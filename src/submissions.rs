//! Submission harvesting

use tracing::debug;

use crate::comments::collect_comments;
use crate::error::ClientError;
use crate::models::{Comment, ContentKind, PostKind, RawPost, Submission, MISSING_AUTHOR};
use crate::source::ContentSource;
use crate::utils::is_profile_community;

/// A submission together with its flattened comments
#[derive(Debug, Clone, PartialEq)]
pub struct HarvestedPost {
    /// The submission record
    pub submission: Submission,
    /// Its comments in "top" order
    pub comments: Vec<Comment>,
}

/// Build the submission record of a raw post.
///
/// Returns `None` for posts that live in a user profile.
#[must_use]
pub fn to_submission(raw: &RawPost, from_listing: bool) -> Option<Submission> {
    if is_profile_community(&raw.community) {
        return None;
    }

    let (kind, video_duration_seconds) = match raw.kind {
        ContentKind::Image => (PostKind::Image, 0),
        ContentKind::Gallery => (PostKind::Gallery, 0),
        ContentKind::Video { duration_secs } => (PostKind::Video, duration_secs.unwrap_or(0)),
        ContentKind::Poll => (PostKind::Poll, 0),
        ContentKind::Text => (PostKind::Text, 0),
        ContentKind::Link => (PostKind::Link, 0),
    };

    Some(Submission {
        id: raw.id.clone(),
        title: raw.title.clone(),
        author: raw.author.clone().unwrap_or_else(|| MISSING_AUTHOR.to_string()),
        created_at: raw.created_at,
        is_restricted: raw.over_18,
        kind,
        approval_ratio: raw.upvote_ratio,
        award_count: raw.total_awards,
        cross_post_count: raw.num_crossposts,
        body_text: raw.selftext.clone(),
        video_duration_seconds,
        category: raw.flair.clone().unwrap_or_default(),
        community_name: raw.community.clone(),
        from_listing,
    })
}

/// Build a submission and fetch its comments.
///
/// Profile posts yield `None` without touching the source.
pub async fn build_submission<S>(source: &S, raw: &RawPost, from_listing: bool) -> Result<Option<HarvestedPost>, ClientError>
where
    S: ContentSource + ?Sized,
{
    let Some(submission) = to_submission(raw, from_listing) else {
        debug!(post_id = %raw.id, community = %raw.community, "Skipping profile post");
        return Ok(None);
    };

    let comments = collect_comments(source, &submission.id).await?;
    Ok(Some(HarvestedPost { submission, comments }))
}

#[cfg(test)]
mod tests {
    use super::*;
    use chrono::Utc;

    fn raw_post(kind: ContentKind) -> RawPost {
        RawPost {
            id: "abc".to_string(),
            title: "Hello".to_string(),
            author: None,
            created_at: Utc::now(),
            over_18: false,
            kind,
            upvote_ratio: 0.93,
            total_awards: 2,
            num_crossposts: 0,
            selftext: String::new(),
            flair: None,
            community: "rust".to_string(),
        }
    }

    #[test]
    fn test_defaults_for_missing_author_and_flair() {
        let submission = to_submission(&raw_post(ContentKind::Link), true).unwrap();
        assert_eq!(submission.author, "None");
        assert_eq!(submission.category, "");
        assert_eq!(submission.kind, PostKind::Link);
        assert!(submission.from_listing);
    }

    #[test]
    fn test_video_duration() {
        let with = to_submission(&raw_post(ContentKind::Video { duration_secs: Some(61) }), true).unwrap();
        assert_eq!(with.kind, PostKind::Video);
        assert_eq!(with.video_duration_seconds, 61);

        let without = to_submission(&raw_post(ContentKind::Video { duration_secs: None }), true).unwrap();
        assert_eq!(without.video_duration_seconds, 0);

        let image = to_submission(&raw_post(ContentKind::Image), true).unwrap();
        assert_eq!(image.video_duration_seconds, 0);
    }

    #[test]
    fn test_profile_posts_are_dropped() {
        let mut post = raw_post(ContentKind::Text);
        post.community = "u_someone".to_string();
        assert!(to_submission(&post, true).is_none());
        post.community = "u/someone".to_string();
        assert!(to_submission(&post, false).is_none());
    }
}
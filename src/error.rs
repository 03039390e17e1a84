//! Error types for the subharvest library.
//!
//! Upstream failures are classified once, in [`ClientError`], so the
//! collector can decide between backing off and giving up. Collection
//! outcomes that end a community's run are [`CollectError`]s.

use thiserror::Error;

/// Errors reported by a content source.
#[derive(Error, Debug, Clone, PartialEq, Eq)]
pub enum ClientError {
    /// Upstream overloaded or failing (5xx, rate limited)
    #[error("Server error: {0}")]
    Server(String),

    /// Network-level failure (connect, timeout, reset)
    #[error("Connection error: {0}")]
    Connection(String),

    /// Anything else; never retried
    #[error("Request failed: {0}")]
    Fatal(String),
}

impl ClientError {
    /// Whether the collector may back off and try again
    #[must_use]
    pub const fn is_retryable(&self) -> bool {
        matches!(self, Self::Server(_) | Self::Connection(_))
    }

    /// Short label used in logs and metrics
    #[must_use]
    pub const fn kind(&self) -> &'static str {
        match self {
            Self::Server(_) => "server",
            Self::Connection(_) => "connection",
            Self::Fatal(_) => "fatal",
        }
    }
}

impl From<reqwest::Error> for ClientError {
    fn from(err: reqwest::Error) -> Self {
        if err.is_connect() || err.is_timeout() || err.is_request() {
            return Self::Connection(err.to_string());
        }
        match err.status() {
            Some(status) if status.is_server_error() || status.as_u16() == 429 => Self::Server(err.to_string()),
            _ => Self::Fatal(err.to_string()),
        }
    }
}

/// Errors that end the collection of one community.
#[derive(Error, Debug)]
pub enum CollectError {
    /// The time budget ran out before the submission target was reached
    #[error("Collected {collected}/{target} submissions of r/{community} before the time budget ran out ({})", describe_last(.last_error.as_ref()))]
    TimedOut {
        /// Community being collected
        community: String,
        /// Listing submissions collected in this run
        collected: usize,
        /// Submissions this run had to collect
        target: usize,
        /// Last retryable error seen, if any
        last_error: Option<ClientError>,
    },

    /// The listing ended before the submission target was reached
    #[error("Listing of r/{community} ended after {collected}/{target} submissions")]
    ListingExhausted {
        /// Community being collected
        community: String,
        /// Listing submissions collected in this run
        collected: usize,
        /// Submissions this run had to collect
        target: usize,
    },

    /// A cross-post landed in a user profile and the policy is to abort
    #[error("Cross-post of {post_id} from r/{community} lands in profile {profile}; aborting collection")]
    ProfileCrosspost {
        /// Community being collected
        community: String,
        /// Original submission
        post_id: String,
        /// Profile the duplicate belongs to
        profile: String,
    },

    /// The resume offset already meets the submission limit
    #[error("r/{community} already has {offset} of {limit} submissions")]
    AlreadyComplete {
        /// Community being collected
        community: String,
        /// Stored listing submissions
        offset: usize,
        /// Configured submission limit
        limit: usize,
    },

    /// No post ever yielded community metadata
    #[error("No community information captured for r/{0}")]
    MissingCommunity(String),

    /// Non-retryable upstream failure
    #[error(transparent)]
    Client(#[from] ClientError),
}

fn describe_last(last: Option<&ClientError>) -> String {
    last.map_or_else(|| "timed out".to_string(), |e| format!("last error: {e}"))
}

/// Convenience type alias for collection results
pub type Result<T> = std::result::Result<T, CollectError>;
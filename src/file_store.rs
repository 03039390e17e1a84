//! Flat-file harvest store.
//!
//! Four append-only, headerless CSV tables live in one directory:
//! `communities.csv`, `submissions.csv`, `comments.csv` and `crossposts.csv`.
//! Column order follows the field order of the matching model, so a
//! submission row ends with its `from_listing` flag.
//!
//! Keys already on disk are loaded when the store is opened; writes skip
//! records whose key is known, giving the same insert-or-ignore behaviour
//! as the SQLite store.

use std::collections::{BTreeSet, HashMap, HashSet};
use std::fs::{create_dir_all, OpenOptions};
use std::path::{Path, PathBuf};
use std::sync::{Mutex, MutexGuard};

use anyhow::{anyhow, Context, Result};
use csv::{ReaderBuilder, WriterBuilder};
use serde::de::DeserializeOwned;
use serde::Serialize;
use tracing::{debug, info};

use crate::models::{Comment, Community, CrossPost, IncompleteCommunity, Submission};
use crate::repository::HarvestStore;

/// Community table file name
pub const COMMUNITIES_FILE: &str = "communities.csv";
/// Submission table file name
pub const SUBMISSIONS_FILE: &str = "submissions.csv";
/// Comment table file name
pub const COMMENTS_FILE: &str = "comments.csv";
/// Cross-post table file name
pub const CROSSPOSTS_FILE: &str = "crossposts.csv";

/// Everything stored in a file store, deduplicated by key
#[derive(Debug, Default, Clone, PartialEq)]
pub struct StoredRecords {
    /// Community rows in write order
    pub communities: Vec<Community>,
    /// Submission rows in first-write order
    pub submissions: Vec<Submission>,
    /// Comment rows in write order
    pub comments: Vec<Comment>,
    /// Cross-post edges in write order
    pub crossposts: Vec<CrossPost>,
}

#[derive(Default)]
struct StoredKeys {
    communities: HashSet<String>,
    // id -> stored as a listing post
    submissions: HashMap<String, bool>,
    comments: HashSet<String>,
    crossposts: HashSet<CrossPost>,
}

/// CSV-backed harvest store
pub struct FileStore {
    directory: PathBuf,
    keys: Mutex<StoredKeys>,
}

impl FileStore {
    /// Open the store in `directory`, creating it when missing
    pub fn open(directory: impl AsRef<Path>) -> Result<Self> {
        let directory = directory.as_ref().to_path_buf();
        create_dir_all(&directory)
            .with_context(|| format!("Failed to create data directory {}", directory.display()))?;

        let mut keys = StoredKeys::default();
        for community in read_rows::<Community>(&directory.join(COMMUNITIES_FILE))? {
            keys.communities.insert(community.name);
        }
        for submission in read_rows::<Submission>(&directory.join(SUBMISSIONS_FILE))? {
            let listed = keys.submissions.entry(submission.id).or_insert(false);
            *listed |= submission.from_listing;
        }
        for comment in read_rows::<Comment>(&directory.join(COMMENTS_FILE))? {
            keys.comments.insert(comment.id);
        }
        keys.crossposts.extend(read_rows::<CrossPost>(&directory.join(CROSSPOSTS_FILE))?);

        info!(
            directory = %directory.display(),
            communities = keys.communities.len(),
            submissions = keys.submissions.len(),
            "File store ready"
        );

        Ok(Self {
            directory,
            keys: Mutex::new(keys),
        })
    }

    /// Directory holding the tables
    pub fn directory(&self) -> &Path {
        &self.directory
    }

    /// Read every table, keeping one row per key.
    ///
    /// A submission stored first as a cross-post copy and later from its own
    /// listing is returned once, as a listing post.
    pub fn load_all(&self) -> Result<StoredRecords> {
        let _guard = self.lock()?;

        let mut submissions: Vec<Submission> = Vec::new();
        let mut positions: HashMap<String, usize> = HashMap::new();
        for submission in read_rows::<Submission>(&self.path(SUBMISSIONS_FILE))? {
            match positions.get(&submission.id) {
                Some(&position) => submissions[position].from_listing |= submission.from_listing,
                None => {
                    positions.insert(submission.id.clone(), submissions.len());
                    submissions.push(submission);
                },
            }
        }

        Ok(StoredRecords {
            communities: dedup_by_key(read_rows(&self.path(COMMUNITIES_FILE))?, |c: &Community| c.name.clone()),
            submissions,
            comments: dedup_by_key(read_rows(&self.path(COMMENTS_FILE))?, |c: &Comment| c.id.clone()),
            crossposts: dedup_by_key(read_rows(&self.path(CROSSPOSTS_FILE))?, |edge: &CrossPost| edge.clone()),
        })
    }

    fn path(&self, file: &str) -> PathBuf {
        self.directory.join(file)
    }

    fn lock(&self) -> Result<MutexGuard<'_, StoredKeys>> {
        self.keys.lock().map_err(|_| anyhow!("File store lock poisoned"))
    }

    fn append<'r, T, I>(&self, file: &str, rows: I) -> Result<()>
    where
        T: Serialize + 'r,
        I: IntoIterator<Item = &'r T>,
    {
        let path = self.path(file);
        let handle = OpenOptions::new()
            .create(true)
            .append(true)
            .open(&path)
            .with_context(|| format!("Failed to open {}", path.display()))?;

        let mut writer = WriterBuilder::new().has_headers(false).from_writer(handle);
        for row in rows {
            writer.serialize(row)?;
        }
        writer.flush()?;
        Ok(())
    }
}

impl HarvestStore for FileStore {
    fn upsert_community(&self, community: &Community) -> Result<()> {
        let mut keys = self.lock()?;
        if keys.communities.contains(&community.name) {
            return Ok(());
        }

        self.append(COMMUNITIES_FILE, [community])?;
        keys.communities.insert(community.name.clone());
        Ok(())
    }

    fn upsert_submissions(&self, submissions: &[Submission]) -> Result<usize> {
        let mut keys = self.lock()?;

        let mut fresh = 0;
        let mut rows = Vec::new();
        let mut pending: HashMap<&str, bool> = HashMap::new();
        for submission in submissions {
            let known = pending
                .get(submission.id.as_str())
                .copied()
                .or_else(|| keys.submissions.get(&submission.id).copied());
            match known {
                None => fresh += 1,
                // A copy turned listing post gets a second row
                Some(false) if submission.from_listing => {},
                Some(_) => continue,
            }
            pending.insert(&submission.id, submission.from_listing);
            rows.push(submission);
        }

        self.append(SUBMISSIONS_FILE, rows)?;
        for (id, listed) in pending {
            keys.submissions.insert(id.to_string(), listed);
        }
        debug!(fresh, "Appended submissions");
        Ok(fresh)
    }

    fn upsert_comments(&self, comments: &[Comment]) -> Result<usize> {
        let mut keys = self.lock()?;

        let mut seen = HashSet::new();
        let rows: Vec<&Comment> = comments
            .iter()
            .filter(|c| !keys.comments.contains(&c.id) && seen.insert(c.id.as_str()))
            .collect();

        self.append(COMMENTS_FILE, rows.iter().copied())?;
        keys.comments.extend(rows.iter().map(|c| c.id.clone()));
        Ok(rows.len())
    }

    fn upsert_crossposts(&self, crossposts: &[CrossPost]) -> Result<usize> {
        let mut keys = self.lock()?;

        let mut seen = HashSet::new();
        let rows: Vec<&CrossPost> = crossposts
            .iter()
            .filter(|edge| !keys.crossposts.contains(*edge) && seen.insert(*edge))
            .collect();

        self.append(CROSSPOSTS_FILE, rows.iter().copied())?;
        keys.crossposts.extend(rows.iter().map(|edge| (*edge).clone()));
        Ok(rows.len())
    }

    fn query_unexplored_community_names(&self) -> Result<BTreeSet<String>> {
        let keys = self.lock()?;

        let names = read_rows::<Submission>(&self.path(SUBMISSIONS_FILE))?
            .into_iter()
            .map(|s| s.community_name)
            .filter(|name| !keys.communities.contains(name))
            .collect();
        Ok(names)
    }

    /// Only the most recently written community is considered. Its listing
    /// rows are counted from the end of the submission table until
    /// `min_submissions` are found.
    fn query_incomplete_communities(&self, min_submissions: usize) -> Result<Vec<IncompleteCommunity>> {
        let _guard = self.lock()?;

        let Some(last) = read_rows::<Community>(&self.path(COMMUNITIES_FILE))?.pop() else {
            return Ok(Vec::new());
        };

        let submissions = read_rows::<Submission>(&self.path(SUBMISSIONS_FILE))?;
        let mut offset = 0;
        let mut last_submission_id = None;
        for submission in submissions.iter().rev() {
            if offset >= min_submissions {
                break;
            }
            if submission.from_listing && submission.community_name == last.name {
                last_submission_id.get_or_insert_with(|| submission.id.clone());
                offset += 1;
            }
        }

        match last_submission_id {
            Some(last_submission_id) if offset < min_submissions => Ok(vec![IncompleteCommunity {
                name: last.name,
                last_submission_id,
                offset,
            }]),
            _ => Ok(Vec::new()),
        }
    }
}

fn read_rows<T: DeserializeOwned>(path: &Path) -> Result<Vec<T>> {
    if !path.exists() {
        return Ok(Vec::new());
    }

    let mut reader = ReaderBuilder::new()
        .has_headers(false)
        .from_path(path)
        .with_context(|| format!("Failed to open {}", path.display()))?;

    let mut rows = Vec::new();
    for row in reader.deserialize() {
        rows.push(row.with_context(|| format!("Malformed row in {}", path.display()))?);
    }
    Ok(rows)
}

fn dedup_by_key<T, K, F>(rows: Vec<T>, key: F) -> Vec<T>
where
    K: std::hash::Hash + Eq,
    F: Fn(&T) -> K,
{
    let mut seen = HashSet::new();
    rows.into_iter().filter(|row| seen.insert(key(row))).collect()
}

• Work request
Beginning with the first line above, could you copy every line exactly, up to and including the one with "a user profile."?

• Output below
filename src/submissions.rs
//! Submission harvesting

use tracing::debug;

use crate::comments::collect_comments;
use crate::error::ClientError;
use crate::models::{Comment, ContentKind, PostKind, RawPost, Submission, MISSING_AUTHOR};
use crate::source::ContentSource;
use crate::utils::is_profile_community;

/// A submission together with its flattened comments
#[derive(Debug, Clone, PartialEq)]
pub struct HarvestedPost {
    /// The submission record
    pub submission: Submission,
    /// Its comments in "top" order
    pub comments: Vec<Comment>,
}

/// Build the submission record of a raw post.
///
/// Returns `None` for posts that live in a user profile.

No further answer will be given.